Spanien - Der Kiesstrand von Cadaques Der Kiesstrand von Cadaques
Strände in Spanien
Ob in Katalonien, Andalusien oder auf den Balearen, ob Costa del Sol, Costa de Almería, Costa de la Luz: Strände gehören für den Urlauber in Spanien zum wichtigen Kriterium für einen gelungenen Urlaub. Dabei stellt sich heraus, dass man nicht überall auf seinen Traumstrand trifft.

Es dürfte sich nicht jeder Tourist, der sich an der Strandpromenade von Barcelona zum abendlichen Spaziergang einfindet, der Tatsache bewusst sein, dass es sich bei diesem Exemplar um einen künstlich angelegten Strand handelt, der seinen heutigen Charakter vor allem durch die Olympischen Spiele im Jahr 1992 erhalten hat. In der Tat sind die meisten Strände Spaniens nicht durch Naturgewalten allein entstanden, Hotels greifen oft in die Infrastruktur ein und passen Küstenabschnitte im Rahmen des Möglichen nach ihren Vorstellungen an.

Dass dabei durchaus gute Resultate entstehen, ist nicht von der Hand zu weisen. In der Tat sind Strände, hinter denen eine Verwaltung mit finanziellen Interessen steht, meist sehr sauber und werden dementsprechend gepflegt. Weniger populäre Strände hingegen ermöglichen es dem Reisenden, fern vom Massentourismus entspannen zu können, wofür er aber mitunter eine lange Anfahrt und Isolation vom Komfort größerer Urlaubsziele in Kauf nehmen muss.

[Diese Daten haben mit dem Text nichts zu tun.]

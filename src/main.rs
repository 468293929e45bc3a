use anyhow::Result;

mod cli;
mod gui;
mod invoke;
mod params;
mod preview;
mod scripts;
mod table;
#[cfg(test)]
mod testutil;

fn main() -> Result<()> {
    cli::run()
}
use gtk::glib;

mod imp;

glib::wrapper! {
    pub struct ScriptItemData(ObjectSubclass<imp::ScriptItemData>);
}

impl ScriptItemData {
    pub fn new(name: &str, path: &str, summary: &str) -> Self {
        glib::Object::builder()
            .property("name", name)
            .property("path", path)
            .property("summary", summary)
            .build()
    }
}
use std::path::PathBuf;

use gtk::{
    gio,
    prelude::{Cast, GObjectPropertyExpressionExt, ListItemExt, SelectionModelExt, WidgetExt},
};
use relm4::{ComponentParts, ComponentSender, SimpleComponent};

use crate::{
    gui::util,
    scripts::{self, ScriptEntry},
};

use item::ScriptItemData;

mod item;

/// Input messages for [ScriptList].
#[derive(Debug)]
pub enum Input {
    /// Re-lists the scripts directory.
    Reload,
    // Internal:
    SelectionChanged,
}

/// Output messages for [ScriptList].
#[derive(Debug)]
pub enum Output {
    /// The currently selected script, if any.
    Selected(Option<ScriptEntry>),
    /// Failure to list the scripts directory.
    Error(String),
}

/// Initialisation parameters for [ScriptList].
pub struct Init {
    pub scripts_dir: PathBuf,
}

/// Relm4 component listing the candidate scripts with their declared
/// parameters.
pub struct ScriptList {
    scripts_dir: PathBuf,
    entries: Vec<ScriptEntry>,
    list_model: gio::ListStore,
    selection: gtk::SingleSelection,
    column_view: gtk::ColumnView,
}

impl ScriptList {
    fn selected_entry(&self) -> Option<ScriptEntry> {
        let position = self.selection.selected();
        if position == gtk::INVALID_LIST_POSITION {
            return None;
        }
        self.entries.get(position as usize).cloned()
    }

    fn reload(&mut self, sender: &ComponentSender<Self>) {
        match scripts::list_scripts(&self.scripts_dir) {
            Ok(entries) => {
                self.entries = entries;
                self.list_model.remove_all();
                for entry in &self.entries {
                    self.list_model.append(&ScriptItemData::new(
                        &entry.name,
                        &entry.path.to_string_lossy(),
                        &entry.params_summary(),
                    ));
                }
            }
            Err(err) => {
                self.entries.clear();
                self.list_model.remove_all();
                util::send_output_or_log(
                    Output::Error(format!("Error listing scripts: {:#}", err)),
                    "script listing error",
                    sender,
                );
            }
        }
        // Reloading invalidates any selection.
        util::send_output_or_log(Output::Selected(None), "cleared selection", sender);
    }
}

#[relm4::component(pub)]
impl SimpleComponent for ScriptList {
    type Init = Init;

    type Input = Input;
    type Output = Output;

    view! {
        gtk::ScrolledWindow {
            set_vexpand: true,
            container_add: &model.column_view,
        }
    }

    fn update(&mut self, message: Self::Input, sender: ComponentSender<Self>) {
        match message {
            Input::Reload => {
                self.reload(&sender);
            }
            Input::SelectionChanged => {
                util::send_output_or_log(
                    Output::Selected(self.selected_entry()),
                    "selection",
                    &sender,
                );
            }
        }
    }

    fn init(
        init: Self::Init,
        root: Self::Root,
        sender: ComponentSender<Self>,
    ) -> ComponentParts<Self> {
        let list_model = gio::ListStore::new::<ScriptItemData>();

        let selection = gtk::SingleSelection::new(Some(list_model.clone()));
        selection.set_autoselect(false);
        selection.set_can_unselect(true);
        {
            let sender = sender.clone();
            selection.connect_selection_changed(move |_, _, _| {
                sender.input(Input::SelectionChanged);
            });
        }

        let column_view = gtk::ColumnView::new(Some(selection.clone()));
        column_view.set_hexpand(true);
        column_view.set_vexpand(true);
        column_view.append_column(&make_column("Script Name", "name"));
        column_view.append_column(&make_column("Script Path", "path"));
        column_view.append_column(&make_column("Required Parameters", "summary"));

        let mut model = Self {
            scripts_dir: init.scripts_dir,
            entries: Vec::new(),
            list_model,
            selection,
            column_view,
        };
        model.reload(&sender);

        let widgets = view_output!();

        ComponentParts { model, widgets }
    }
}

fn make_column(title: &str, property: &'static str) -> gtk::ColumnViewColumn {
    let factory = gtk::SignalListItemFactory::new();
    factory.connect_setup(move |_factory, list_item| {
        let label = gtk::Label::new(None);
        label.set_halign(gtk::Align::Start);
        let list_item = list_item
            .downcast_ref::<gtk::ListItem>()
            .expect("Needs to be ListItem");
        list_item.set_child(Some(&label));

        // Bind `list_item->item-><property>` to `label->label`.
        list_item
            .property_expression("item")
            .chain_property::<ScriptItemData>(property)
            .bind(&label, "label", gtk::Widget::NONE);
    });

    let column = gtk::ColumnViewColumn::new(Some(title), Some(factory));
    column.set_expand(true);
    column
}
use anyhow::{Context, Result};
use clap::{Parser, Subcommand};
use simplelog::LevelFilter;

mod gui;
mod list;
mod preview;
mod run;

/// Dashboard for discovering and running parameterised Python scripts.
#[derive(Parser)]
struct Args {
    #[command(subcommand)]
    command: Command,

    /// Logging level.
    #[arg(long, default_value = "Warn")]
    log_level: LevelFilter,
}

#[derive(Subcommand)]
enum Command {
    List(list::Command),
    Run(run::Command),
    Preview(preview::Command),
    Gui(gui::Command),
}

pub fn run() -> Result<()> {
    let args = Args::parse();

    simplelog::SimpleLogger::init(args.log_level, simplelog::Config::default())
        .with_context(|| "configuring logging")?;

    use Command::*;
    match &args.command {
        List(cmd) => list::run(cmd),
        Run(cmd) => run::run(cmd),
        Preview(cmd) => preview::run(cmd),
        Gui(cmd) => gui::run(cmd),
    }
}
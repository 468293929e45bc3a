//! Typed conversion of collected values and script invocation.

use std::{
    fmt::{self, Display},
    io::{self, BufRead, BufReader, Read},
    path::Path,
    process::{Command, ExitStatus, Stdio},
    thread,
};

use anyhow::{Context, Result, anyhow};
use clap::Args;
use thiserror::Error;

use crate::params::{ParamSpec, TypeTag};

/// CLI arguments selecting the script interpreter.
#[derive(Args, Clone, Debug)]
pub struct InterpreterArgs {
    /// Interpreter used to run the scripts.
    #[arg(long, default_value = "python3")]
    interpreter: String,
}

impl InterpreterArgs {
    pub fn interpreter(&self) -> &str {
        &self.interpreter
    }
}

/// Rejection of an invocation before any process is spawned.
#[derive(Clone, Debug, Error, Eq, PartialEq)]
pub enum InvokeError {
    #[error("script declares {declared} parameter(s), but {collected} value(s) were collected")]
    CountMismatch { declared: usize, collected: usize },
    #[error("parameter {name:?}: cannot interpret {value:?} as {type_tag}")]
    Coercion {
        name: String,
        type_tag: TypeTag,
        value: String,
    },
    #[error("parameter {name:?} has unsupported type tag {tag:?}")]
    UnsupportedTag { name: String, tag: String },
}

/// A collected value coerced to its declared type.
#[derive(Clone, Debug, PartialEq)]
pub enum Value {
    Int(i64),
    Float(f64),
    Str(String),
    Bool(bool),
}

impl Display for Value {
    /// Textual form passed to the child process. Booleans render as
    /// `True`/`False`, matching what the scripts' own language prints.
    fn fmt(&self, f: &mut fmt::Formatter<'_>) -> fmt::Result {
        match self {
            Value::Int(v) => write!(f, "{}", v),
            Value::Float(v) => write!(f, "{}", v),
            Value::Str(v) => f.write_str(v),
            Value::Bool(true) => f.write_str("True"),
            Value::Bool(false) => f.write_str("False"),
        }
    }
}

/// Coerces raw collected values to the declared parameter types.
///
/// The count and order of `raw_values` must exactly match `specs`; any
/// mismatch or unparseable value rejects the whole invocation before a
/// process is spawned.
pub fn coerce_values(specs: &[ParamSpec], raw_values: &[String]) -> Result<Vec<Value>, InvokeError> {
    if specs.len() != raw_values.len() {
        return Err(InvokeError::CountMismatch {
            declared: specs.len(),
            collected: raw_values.len(),
        });
    }

    specs
        .iter()
        .zip(raw_values)
        .map(|(spec, raw)| coerce_value(spec, raw))
        .collect()
}

fn coerce_value(spec: &ParamSpec, raw: &str) -> Result<Value, InvokeError> {
    let coercion_error = || InvokeError::Coercion {
        name: spec.name.clone(),
        type_tag: spec.type_tag.clone(),
        value: raw.to_owned(),
    };

    match &spec.type_tag {
        TypeTag::Int => raw
            .trim()
            .parse::<i64>()
            .map(Value::Int)
            .map_err(|_| coercion_error()),
        TypeTag::Float => raw
            .trim()
            .parse::<f64>()
            .map(Value::Float)
            .map_err(|_| coercion_error()),
        TypeTag::Str => Ok(Value::Str(raw.to_owned())),
        TypeTag::Bool => parse_bool(raw).map(Value::Bool).ok_or_else(coercion_error),
        TypeTag::Other(tag) => Err(InvokeError::UnsupportedTag {
            name: spec.name.clone(),
            tag: tag.clone(),
        }),
    }
}

/// Parses an explicit boolean token. Deliberately stricter than "any
/// non-empty string is true": `"False"` must not coerce to true.
fn parse_bool(raw: &str) -> Option<bool> {
    match raw.trim().to_ascii_lowercase().as_str() {
        "true" | "1" | "yes" => Some(true),
        "false" | "0" | "no" => Some(false),
        _ => None,
    }
}

/// A fully validated request to run one script. Consumed by one call to
/// [invoke]; never reused.
#[derive(Debug)]
pub struct InvokeRequest<'a> {
    pub interpreter: &'a str,
    pub script_path: &'a Path,
    pub values: &'a [Value],
}

/// Builds the argument vector for an [InvokeRequest]: interpreter, script
/// path, then each value in declared order.
pub fn build_argv(request: &InvokeRequest) -> Vec<String> {
    let mut argv = Vec::with_capacity(2 + request.values.len());
    argv.push(request.interpreter.to_owned());
    argv.push(request.script_path.to_string_lossy().into_owned());
    argv.extend(request.values.iter().map(ToString::to_string));
    argv
}

/// Sink for events produced while a child script runs.
pub trait InvokeEvents {
    /// Called once per line of the child's standard output, as produced.
    fn on_line(&mut self, line: &str);
    /// Called after end of the child's standard output with the full
    /// captured standard error, if any was produced.
    fn on_stderr(&mut self, text: &str);
}

/// Spawns the script as a child process and relays its standard output
/// line-by-line to `events` until the child exits.
///
/// This is a single blocking call: it holds the calling thread for the
/// full lifetime of exactly one child process, with no retry and no
/// timeout. Returns the child's own exit status.
pub fn invoke(request: &InvokeRequest, events: &mut dyn InvokeEvents) -> Result<ExitStatus> {
    let argv = build_argv(request);

    let mut child = Command::new(&argv[0])
        .args(&argv[1..])
        .stdin(Stdio::null())
        .stdout(Stdio::piped())
        .stderr(Stdio::piped())
        .spawn()
        .with_context(|| format!("spawning {:?}", argv))?;

    let stdout = child
        .stdout
        .take()
        .ok_or_else(|| anyhow!("child stdout was not piped"))?;

    // Stderr must be drained concurrently with stdout. A child that fills
    // the stderr pipe's buffer before closing stdout would otherwise block
    // on its write while this thread blocks on read_line, and neither side
    // would ever progress.
    let stderr_reader = child.stderr.take().map(|mut stderr| {
        thread::spawn(move || -> io::Result<String> {
            let mut text = String::new();
            stderr.read_to_string(&mut text)?;
            Ok(text)
        })
    });

    let mut reader = BufReader::new(stdout);
    let mut line = String::new();
    loop {
        line.clear();
        let n = reader
            .read_line(&mut line)
            .with_context(|| "reading child stdout")?;
        if n == 0 {
            break;
        }
        events.on_line(line.trim_end_matches(['\n', '\r']));
    }

    let stderr_text = match stderr_reader {
        Some(handle) => handle
            .join()
            .map_err(|_| anyhow!("stderr reader thread panicked"))?
            .with_context(|| "reading child stderr")?,
        None => String::new(),
    };

    let status = child
        .wait()
        .with_context(|| "waiting for child process to exit")?;

    if !stderr_text.is_empty() {
        events.on_stderr(&stderr_text);
    }

    Ok(status)
}

/// Coerces `raw_values` against `specs` and invokes the script in one
/// step. This is the entry point used by both the CLI and the GUI runner
/// worker.
pub fn invoke_script(
    interpreter: &str,
    script_path: &Path,
    specs: &[ParamSpec],
    raw_values: &[String],
    events: &mut dyn InvokeEvents,
) -> Result<ExitStatus> {
    let values = coerce_values(specs, raw_values)?;
    invoke(
        &InvokeRequest {
            interpreter,
            script_path,
            values: &values,
        },
        events,
    )
}

#[cfg(test)]
mod tests {
    use std::path::Path;

    use googletest::{
        assert_that,
        matchers::{elements_are, eq, err, ok},
    };
    use test_casing::test_casing;

    use crate::params::{ParamSpec, TypeTag};

    use super::{InvokeError, InvokeRequest, Value, build_argv, coerce_values};

    fn specs_int_str() -> Vec<ParamSpec> {
        vec![
            ParamSpec::new(TypeTag::Int, "n"),
            ParamSpec::new(TypeTag::Str, "label"),
        ]
    }

    fn raw(values: &[&str]) -> Vec<String> {
        values.iter().map(|v| (*v).to_owned()).collect()
    }

    #[googletest::test]
    fn coerces_values_to_declared_types() {
        assert_that!(
            coerce_values(&specs_int_str(), &raw(&["42", "abc"])),
            ok(elements_are![
                eq(&Value::Int(42)),
                eq(&Value::Str("abc".to_owned())),
            ]),
        );
    }

    #[googletest::test]
    fn rejects_unparseable_int_naming_the_parameter() {
        assert_that!(
            coerce_values(&specs_int_str(), &raw(&["abc", "ok"])),
            err(eq(&InvokeError::Coercion {
                name: "n".to_owned(),
                type_tag: TypeTag::Int,
                value: "abc".to_owned(),
            })),
        );
    }

    #[googletest::test]
    fn rejects_count_mismatch() {
        assert_that!(
            coerce_values(&specs_int_str(), &raw(&["42"])),
            err(eq(&InvokeError::CountMismatch {
                declared: 2,
                collected: 1,
            })),
        );
    }

    #[googletest::test]
    fn zero_specs_accept_zero_values() {
        assert_that!(coerce_values(&[], &[]), ok(elements_are![]));
    }

    #[googletest::test]
    fn coerces_float() {
        assert_that!(
            coerce_values(&[ParamSpec::new(TypeTag::Float, "x")], &raw(&["2.5"])),
            ok(elements_are![eq(&Value::Float(2.5))]),
        );
    }

    const TRUE_TOKENS: [&str; 5] = ["true", "True", "TRUE", "1", "yes"];

    #[test_casing(5, TRUE_TOKENS)]
    fn bool_true_tokens(token: &str) {
        assert_that!(
            coerce_values(&[ParamSpec::new(TypeTag::Bool, "flag")], &raw(&[token])),
            ok(elements_are![eq(&Value::Bool(true))]),
        );
    }

    const FALSE_TOKENS: [&str; 5] = ["false", "False", "FALSE", "0", "no"];

    #[test_casing(5, FALSE_TOKENS)]
    fn bool_false_tokens(token: &str) {
        assert_that!(
            coerce_values(&[ParamSpec::new(TypeTag::Bool, "flag")], &raw(&[token])),
            ok(elements_are![eq(&Value::Bool(false))]),
        );
    }

    const BAD_BOOL_TOKENS: [&str; 3] = ["", "on", "Falsey"];

    #[test_casing(3, BAD_BOOL_TOKENS)]
    fn bool_rejects_other_tokens(token: &str) {
        assert_that!(
            coerce_values(&[ParamSpec::new(TypeTag::Bool, "flag")], &raw(&[token])),
            err(eq(&InvokeError::Coercion {
                name: "flag".to_owned(),
                type_tag: TypeTag::Bool,
                value: token.to_owned(),
            })),
        );
    }

    #[googletest::test]
    fn rejects_unsupported_tag() {
        assert_that!(
            coerce_values(
                &[ParamSpec::new(TypeTag::Other("list".to_owned()), "values")],
                &raw(&["anything"]),
            ),
            err(eq(&InvokeError::UnsupportedTag {
                name: "values".to_owned(),
                tag: "list".to_owned(),
            })),
        );
    }

    #[googletest::test]
    fn builds_argv_in_declared_order() {
        let values = vec![Value::Int(7)];
        let request = InvokeRequest {
            interpreter: "python3",
            script_path: Path::new("/tmp/job.py"),
            values: &values,
        };
        assert_that!(
            build_argv(&request),
            elements_are![eq("python3"), eq("/tmp/job.py"), eq("7")],
        );
    }

    #[googletest::test]
    fn renders_bool_values_like_python() {
        assert_that!(Value::Bool(true).to_string(), eq("True"));
        assert_that!(Value::Bool(false).to_string(), eq("False"));
    }

    #[cfg(unix)]
    mod child_process {
        use std::{fs, process::ExitStatus};

        use googletest::{
            assert_that,
            matchers::{elements_are, eq},
        };
        use tempfile::tempdir;

        use super::super::{InvokeEvents, InvokeRequest, invoke};

        #[derive(Default)]
        struct CapturedEvents {
            lines: Vec<String>,
            stderr: Vec<String>,
        }

        impl InvokeEvents for CapturedEvents {
            fn on_line(&mut self, line: &str) {
                self.lines.push(line.to_owned());
            }

            fn on_stderr(&mut self, text: &str) {
                self.stderr.push(text.to_owned());
            }
        }

        fn run_shell_script(body: &str) -> (ExitStatus, CapturedEvents) {
            let dir = tempdir().expect("should create temp dir");
            let script_path = dir.path().join("script.sh");
            fs::write(&script_path, body).expect("should write script");

            let mut events = CapturedEvents::default();
            let status = invoke(
                &InvokeRequest {
                    interpreter: "sh",
                    script_path: &script_path,
                    values: &[],
                },
                &mut events,
            )
            .expect("should invoke");
            (status, events)
        }

        #[googletest::test]
        fn relays_stdout_lines_and_exit_status() {
            let (status, events) = run_shell_script("echo one\necho two\nexit 3\n");

            assert_that!(events.lines, elements_are![eq("one"), eq("two")]);
            assert_that!(events.stderr.len(), eq(0));
            assert_that!(status.code(), eq(Some(3)));
        }

        #[googletest::test]
        fn captures_stderr_separately() {
            let (status, events) = run_shell_script("echo out\necho oops >&2\n");

            assert_that!(events.lines, elements_are![eq("out")]);
            assert_that!(events.stderr, elements_are![eq("oops\n")]);
            assert_that!(status.success(), eq(true));
        }

        #[googletest::test]
        fn drains_stderr_larger_than_pipe_buffer_before_stdout_closes() {
            // Each stderr line is 65 bytes; 4096 of them comfortably exceed
            // the OS pipe buffer, so the child would wedge on its stderr
            // write if the parent only read stderr after stdout ended.
            let body = concat!(
                "i=0\n",
                "while [ $i -lt 4096 ]; do\n",
                "  echo \"................................................................\" >&2\n",
                "  i=$((i+1))\n",
                "done\n",
                "echo done\n",
            );
            let (status, events) = run_shell_script(body);

            assert_that!(events.lines, elements_are![eq("done")]);
            assert_that!(events.stderr.len(), eq(1));
            assert_that!(events.stderr[0].len(), eq(4096 * 65));
            assert_that!(status.success(), eq(true));
        }

        #[googletest::test]
        fn zero_param_script_gets_no_arguments() {
            let (status, events) = run_shell_script("echo \"argc=$#\"\n");

            assert_that!(events.lines, elements_are![eq("argc=0")]);
            assert_that!(status.success(), eq(true));
        }
    }
}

Fatal für einen guten Strand sind sichtbare Gewerbe- oder Industriegebiete in seiner näheren Umgebung, die beim Urlauber den Eindruck entstehen lassen, das Meer diene als Auffangbecken für entstandene Abfallprodukte. Diesen Anschein erwecken leider auch populäre Urlaubsziele wie Valencia im Osten des spanischen Festlandes.

Ein guter Strand zeichnet sich somit durch Sauberkeit, Idylle und zumindest oberflächliche Unabhängigkeit von negativ wirkenden Elementen des Urlaubsorts aus. Der Reisende muss dabei selbst abwägen, ob für ihn Abgeschiedenheit oder Ordnung höchste Priorität haben. In Spanien wird er in beiden Fällen einen Strand finden, der seinen Ansprüchen genügt.